You've watched without reaction while millions across the world squandered their lives away to meaningless pursuits of answers that you've refused to provide. Who are are we? Where are we from? Where are we going? By letting us stew in our own misrepresentations of this philosophical bullshit, you've neglected to see that we now pursue the golden cow that provides a temporary relief for unreasonably large amounts of insanity.

You refuse to answer the only tool of permanent satisfaction that you yourself provided, that of prayer. I don't mean stuff like a new car, or safety from nonexistant terrorists, I mean simple pleasures like peace of mind, a satisfied stomach and a body that can bear the next 24 hours that preced every previous 24.

You let Princess Diana die.

It shames me to say that you're the biggest embarrassment that mankind will have to endure for the rest of humanity. You refuse to even prove your own existence. The benevolent VS malevolent argument can go on for a while, we don't care, but can you understand how many troubled souls will be pacified just to know that you haven't abandoned us? All we live by now is random lore of the past that with every passing day only seem like the ramblings of a demented mind that too many people took seriously in a time when the presence of a higher authority was felt needed.

That time is still felt. And you're not living up to the promise.

I know the words, but I can't really speak them to you. I feel pity when I see millions of people still hampering on a tiny flicker of hope that burns perilously close to being put out. The same goes for belief in a future where 'everything will be alright'.

Explain to me why I should be giving a fuck.

In anticipation of an answer,


"If you really want to hear about it, the first thing you'll probably want to know is where I was born, and what my lousy childhood was like, and how my parents were occupied and all before they had me, and all that David Copperfield kind of crap, but I don't feel like going into it, if you want to know the truth. "
—J. D. Salinger, The Catcher in the Rye (1951)

No. 16 on the list of "100 best first lines from novels". A lovely list.

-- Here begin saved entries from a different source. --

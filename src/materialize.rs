use image::{DynamicImage, ImageFormat, RgbImage, imageops};
use indicatif::{ProgressBar, ProgressStyle};
use std::fs;
use std::path::{Path, PathBuf};
use tracing::{info, warn};

use crate::catalogue::Catalogue;
use crate::config::HttpSettings;
use crate::error::{ConfigError, FetchError, StorageError};
use crate::ledger::Ledger;
use crate::model::{Coordinate, PanoramaRecord};

pub const DEFAULT_TILE_URL: &str = "https://maps.googleapis.com/maps/api/streetview";
pub const HEADINGS: [u16; 4] = [0, 90, 180, 270];
pub const TILE_SIZE: u32 = 640;
pub const TILE_PITCH: i32 = 0;
pub const TILE_FOV: u32 = 90;

pub trait TileFetcher {
    fn fetch_tile(&self, coord: Coordinate, heading: u16) -> Result<DynamicImage, FetchError>;
}

pub struct StreetViewTiles {
    client: reqwest::blocking::Client,
    api_key: String,
    endpoint: String,
}

impl StreetViewTiles {
    pub fn new(settings: &HttpSettings) -> Result<Self, ConfigError> {
        Self::with_endpoint(settings, DEFAULT_TILE_URL)
    }

    pub fn with_endpoint(
        settings: &HttpSettings,
        endpoint: impl Into<String>,
    ) -> Result<Self, ConfigError> {
        Ok(Self {
            client: settings.blocking_client()?,
            api_key: settings.api_key.clone(),
            endpoint: endpoint.into(),
        })
    }
}

impl TileFetcher for StreetViewTiles {
    fn fetch_tile(&self, coord: Coordinate, heading: u16) -> Result<DynamicImage, FetchError> {
        let size = format!("{TILE_SIZE}x{TILE_SIZE}");
        let heading = heading.to_string();
        let pitch = TILE_PITCH.to_string();
        let fov = TILE_FOV.to_string();
        let response = self
            .client
            .get(&self.endpoint)
            .query(&[
                ("size", size.as_str()),
                ("location", coord.to_query().as_str()),
                ("heading", heading.as_str()),
                ("pitch", pitch.as_str()),
                ("fov", fov.as_str()),
                ("key", self.api_key.as_str()),
            ])
            .send()?;
        let status = response.status();
        if !status.is_success() {
            return Err(FetchError::Status {
                status: status.as_u16(),
                body: response.text().unwrap_or_default(),
            });
        }
        let bytes = response.bytes()?;
        Ok(image::load_from_memory(&bytes)?)
    }
}

/// Paste tiles left to right. Every tile is fitted to the first tile's size.
pub fn stitch_tiles(tiles: &[DynamicImage]) -> RgbImage {
    let Some(first) = tiles.first() else {
        return RgbImage::new(0, 0);
    };
    let (tile_w, tile_h) = (first.width(), first.height());
    let mut canvas = RgbImage::new(tile_w * tiles.len() as u32, tile_h);
    for (i, tile) in tiles.iter().enumerate() {
        let tile = if tile.width() == tile_w && tile.height() == tile_h {
            tile.to_rgb8()
        } else {
            tile.resize_exact(tile_w, tile_h, imageops::FilterType::Triangle)
                .to_rgb8()
        };
        imageops::replace(&mut canvas, &tile, i as i64 * tile_w as i64, 0);
    }
    canvas
}

pub fn image_path(images_root: &Path, country: &str, pano_id: &str) -> PathBuf {
    images_root.join(country).join(format!("{pano_id}.jpg"))
}

/// Encode next to `path` and rename into place, so `path` is either absent or complete.
fn write_jpeg(img: &RgbImage, path: &Path) -> Result<(), StorageError> {
    let tmp = path.with_extension("jpg.tmp");
    if let Err(e) = img.save_with_format(&tmp, ImageFormat::Jpeg) {
        let _ = fs::remove_file(&tmp);
        return Err(StorageError::Image {
            path: path.to_path_buf(),
            source: e,
        });
    }
    fs::rename(&tmp, path).map_err(|e| {
        let _ = fs::remove_file(&tmp);
        StorageError::io(path, e)
    })
}

#[derive(Debug, Default, Clone, PartialEq, Eq)]
pub struct MaterializeReport {
    pub written: usize,
    pub already_done: usize,
    /// `(pano_id, reason)` for panoramas left for a later run.
    pub failed: Vec<(String, String)>,
}

pub struct Materializer<F> {
    fetcher: F,
    images_root: PathBuf,
}

impl<F: TileFetcher> Materializer<F> {
    pub fn new(fetcher: F, images_root: impl Into<PathBuf>) -> Self {
        Self {
            fetcher,
            images_root: images_root.into(),
        }
    }

    fn fetch_panorama(&self, record: &PanoramaRecord) -> Result<RgbImage, FetchError> {
        let coord = record.coordinate();
        let tiles = HEADINGS
            .iter()
            .map(|&heading| self.fetcher.fetch_tile(coord, heading))
            .collect::<Result<Vec<_>, _>>()?;
        Ok(stitch_tiles(&tiles))
    }

    /// Materialize every catalogued panorama missing from `ledger`.
    pub fn materialize(
        &self,
        catalogue: &Catalogue,
        ledger: &mut Ledger,
    ) -> Result<MaterializeReport, StorageError> {
        let mut report = MaterializeReport::default();
        let pending: Vec<_> = catalogue
            .iter()
            .filter(|(_, r)| {
                let done = ledger.contains(&r.pano_id);
                if done {
                    report.already_done += 1;
                }
                !done
            })
            .collect();

        let bar = ProgressBar::new(pending.len() as u64);
        if let Ok(style) = ProgressStyle::with_template("{bar:40.cyan/blue} {pos}/{len} {msg}") {
            bar.set_style(style);
        }

        for (country, record) in pending {
            bar.set_message(format!("{country}/{}", record.pano_id));
            let dir = self.images_root.join(country);
            fs::create_dir_all(&dir).map_err(|e| StorageError::CreateDir {
                path: dir.clone(),
                source: e,
            })?;

            let stitched = match self.fetch_panorama(record) {
                Ok(stitched) => stitched,
                Err(e) => {
                    warn!(
                        country,
                        pano_id = %record.pano_id,
                        lat = record.lat,
                        lng = record.lng,
                        error = %e,
                        "tile fetch failed, leaving panorama for a later run"
                    );
                    report.failed.push((record.pano_id.clone(), e.to_string()));
                    bar.inc(1);
                    continue;
                }
            };

            let path = image_path(&self.images_root, country, &record.pano_id);
            write_jpeg(&stitched, &path)?;
            ledger.insert(record.pano_id.clone());
            report.written += 1;
            info!(country, pano_id = %record.pano_id, path = %path.display(), "panorama stitched");
            bar.inc(1);
        }
        bar.finish_and_clear();
        Ok(report)
    }

    /// Load the ledger, materialize, and save the ledger even when a storage
    /// failure aborts the run part way.
    pub fn run(
        &self,
        catalogue: &Catalogue,
        ledger_path: &Path,
    ) -> Result<MaterializeReport, StorageError> {
        let mut ledger = Ledger::load(ledger_path)?;
        let result = self.materialize(catalogue, &mut ledger);
        ledger.save(ledger_path)?;
        result
    }
}

#[cfg(test)]
mod tests {
    use super::*;
    use image::Rgb;
    use std::cell::Cell;
    use std::collections::HashSet;
    use tempfile::TempDir;

    /// Solid tiles whose red channel encodes the heading.
    struct SolidTiles {
        failing: HashSet<String>,
        calls: Cell<usize>,
    }

    impl SolidTiles {
        fn new() -> Self {
            Self {
                failing: HashSet::new(),
                calls: Cell::new(0),
            }
        }

        fn failing_at(lat: f64) -> Self {
            Self {
                failing: HashSet::from([lat.to_string()]),
                calls: Cell::new(0),
            }
        }
    }

    impl TileFetcher for SolidTiles {
        fn fetch_tile(&self, coord: Coordinate, heading: u16) -> Result<DynamicImage, FetchError> {
            self.calls.set(self.calls.get() + 1);
            if self.failing.contains(&coord.lat.to_string()) {
                return Err(FetchError::Status {
                    status: 500,
                    body: "boom".to_string(),
                });
            }
            let shade = (heading / 2) as u8;
            Ok(DynamicImage::ImageRgb8(RgbImage::from_pixel(
                8,
                8,
                Rgb([shade, 0, 0]),
            )))
        }
    }

    fn catalogue() -> Catalogue {
        let mut catalogue = Catalogue::new();
        catalogue.insert("France", PanoramaRecord::new(Coordinate::new(48.05, 2.05), "X1"));
        catalogue.insert("France", PanoramaRecord::new(Coordinate::new(48.06, 2.06), "X2"));
        catalogue.insert("Japan", PanoramaRecord::new(Coordinate::new(35.6, 139.7), "J1"));
        catalogue
    }

    #[test]
    fn test_stitch_places_tiles_left_to_right() {
        let tiles: Vec<_> = [10u8, 20, 30, 40]
            .iter()
            .map(|&v| DynamicImage::ImageRgb8(RgbImage::from_pixel(4, 3, Rgb([v, v, v]))))
            .collect();

        let stitched = stitch_tiles(&tiles);

        assert_eq!(stitched.dimensions(), (16, 3));
        assert_eq!(stitched.get_pixel(0, 0), &Rgb([10, 10, 10]));
        assert_eq!(stitched.get_pixel(5, 2), &Rgb([20, 20, 20]));
        assert_eq!(stitched.get_pixel(15, 1), &Rgb([40, 40, 40]));
    }

    #[test]
    fn test_materialize_skips_ledgered_ids() {
        let temp_dir = TempDir::new().unwrap();
        let materializer = Materializer::new(SolidTiles::new(), temp_dir.path());
        let mut ledger: Ledger = ["X1"].into_iter().collect();

        let report = materializer.materialize(&catalogue(), &mut ledger).unwrap();

        assert_eq!(report.written, 2);
        assert_eq!(report.already_done, 1);
        assert_eq!(materializer.fetcher.calls.get(), 2 * HEADINGS.len());
        assert!(temp_dir.path().join("France").join("X2.jpg").exists());
        assert!(temp_dir.path().join("Japan").join("J1.jpg").exists());
        assert!(!temp_dir.path().join("France").join("X1.jpg").exists());
        assert_eq!(ledger.len(), 3);

        let saved = image::open(temp_dir.path().join("Japan").join("J1.jpg")).unwrap();
        assert_eq!(saved.width(), 32);
        assert_eq!(saved.height(), 8);
    }

    #[test]
    fn test_failed_fetch_is_not_ledgered() {
        let temp_dir = TempDir::new().unwrap();
        let materializer = Materializer::new(SolidTiles::failing_at(35.6), temp_dir.path());
        let mut ledger = Ledger::new();

        let report = materializer.materialize(&catalogue(), &mut ledger).unwrap();

        assert_eq!(report.written, 2);
        assert_eq!(report.failed.len(), 1);
        assert_eq!(report.failed[0].0, "J1");
        assert!(!ledger.contains("J1"));
        assert!(ledger.contains("X1"));
    }

    #[test]
    fn test_directory_failure_aborts_and_flushes_ledger() {
        let temp_dir = TempDir::new().unwrap();
        let images = temp_dir.path().join("images");
        fs::create_dir_all(&images).unwrap();
        // A plain file where the Japan directory should go.
        fs::write(images.join("Japan"), b"not a dir").unwrap();
        let ledger_path = temp_dir.path().join("ledger.json");

        let materializer = Materializer::new(SolidTiles::new(), &images);
        let err = materializer.run(&catalogue(), &ledger_path).unwrap_err();

        assert!(matches!(err, StorageError::CreateDir { .. }));
        let ledger = Ledger::load(&ledger_path).unwrap();
        assert!(ledger.contains("X1"));
        assert!(ledger.contains("X2"));
        assert!(!ledger.contains("J1"));
    }

    #[test]
    fn test_failed_write_leaves_no_image_and_no_ledger_entry() {
        let temp_dir = TempDir::new().unwrap();
        let images = temp_dir.path().join("images");
        // A directory where the temporary file for X2 would be written.
        fs::create_dir_all(images.join("France").join("X2.jpg.tmp")).unwrap();
        let ledger_path = temp_dir.path().join("ledger.json");

        let materializer = Materializer::new(SolidTiles::new(), &images);
        let err = materializer.run(&catalogue(), &ledger_path).unwrap_err();

        assert!(matches!(err, StorageError::Image { ref path, .. } if path.ends_with("X2.jpg")));
        assert!(images.join("France").join("X1.jpg").exists());
        assert!(!images.join("France").join("X2.jpg").exists());
        assert!(!images.join("France").join("X1.jpg.tmp").exists());
        let ledger = Ledger::load(&ledger_path).unwrap();
        assert!(ledger.contains("X1"));
        assert!(!ledger.contains("X2"));
        assert!(!ledger.contains("J1"));
    }
}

Last night, got really pissed off and supremely bored at the same time, so auto-ed myself to a booj-shop somewhere outside Chittaranjan and ferry-ed back a quart of Romanov. Got drunk, and in that haze, wrote this-

Let my world be filled with the light of a million hues. And let that light be flowing through every stream of valid consciousness this fragile body has to offer; this, while I offer my body to you, oh eternal.

There are few answers to this question of life. Fewer still, to this glorious continuation that you call 'living'.

I have no idea what it means.


Fuck. I love the wonder years. No, let's get this absolutely clear. I LOVE THE WONDER YEARS. You want proof? How's this- The cost of one dvd is about 50 bucks. The full series of The Wonder Years fits on 2 dvds. So, a hundred bucks, give or take. Thus, if you buy me ONE mug of beer, which is about 50 bucks, I promise to give you the 2 dvd set of the wonder years, written on dvd, all in avi format, in person. The catch is you have to give me the minimum of one hour of your company in Mojo's along with that one mug of beer. Also, I require a 200 word (minimum) writeup on one of your favourite childhood memories, or anything related. (Ganja’s last post is a brilliant example of something out of the ordinary). Here’s my submission.

Deal? I promise you it's worth it. Really. Have I ever lied to you? As a bonus, I'll even throw in the OST of the series. And I don't just mean the Joe Cocker version of the Beatles classic. I mean all the background groovy guitar instrumentals that play in, well, the background. Promise.

Ok, sweeten the pot some more. The best 3 writeups ALSO get one dvd filled with material from my hard drive, as you choose.

Last date? Feb 28th. If you want to (read: please do), you can tell other people about this too. Whoever. I’m still game to pay. Either you put up a post on your blog and send me the link, or you write me an email, which I'll gladly put up here.

Yeah, that’s how much I love The Wonder Years.